Look over the material for the string "maps". Copy every line where it turns up.

►

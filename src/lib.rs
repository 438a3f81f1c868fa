pub mod config;
pub mod error;
pub mod firebase;
pub mod maps;
pub mod messages;
pub mod users;

use std::sync::Arc;

use axum::extract::FromRef;
use serde_json::Value;

pub use error::{AppError, AppResult, BackendError};

use crate::maps::Geocoder;

#[derive(Clone, FromRef)]
pub struct AppState {
    pub users: users::UserService,
    pub messages: messages::MessageService,
    pub geocoder: Arc<dyn Geocoder>,
}

pub trait GetField {
    fn get_str_field(&self, field: &str) -> anyhow::Result<String>;
    fn get_f64_field(&self, field: &str) -> anyhow::Result<f64>;
    fn get_obj_field(&self, field: &str) -> anyhow::Result<&Value>;
}

impl GetField for Value {
    fn get_str_field(&self, field: &str) -> anyhow::Result<String> {
        Ok(
            self.get(field)
            .ok_or_else(|| anyhow::anyhow!("expected {field} in {self}"))?
            .as_str()
            .ok_or_else(|| anyhow::anyhow!("expected {field} in {self} to be string"))?
            .to_owned()
        )
    }

    fn get_f64_field(&self, field: &str) -> anyhow::Result<f64> {
        self.get(field)
        .ok_or_else(|| anyhow::anyhow!("expected {field} in {self}"))?
        .as_f64()
        .ok_or_else(|| anyhow::anyhow!("expected {field} in {self} to be number"))
    }

    fn get_obj_field(&self, field: &str) -> anyhow::Result<&Value> {
        self.get(field)
        .ok_or_else(|| anyhow::anyhow!("expected {field} in {self}"))
    }
}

◄

Answer to the problem:
pub mod maps;
use crate::maps::Geocoder;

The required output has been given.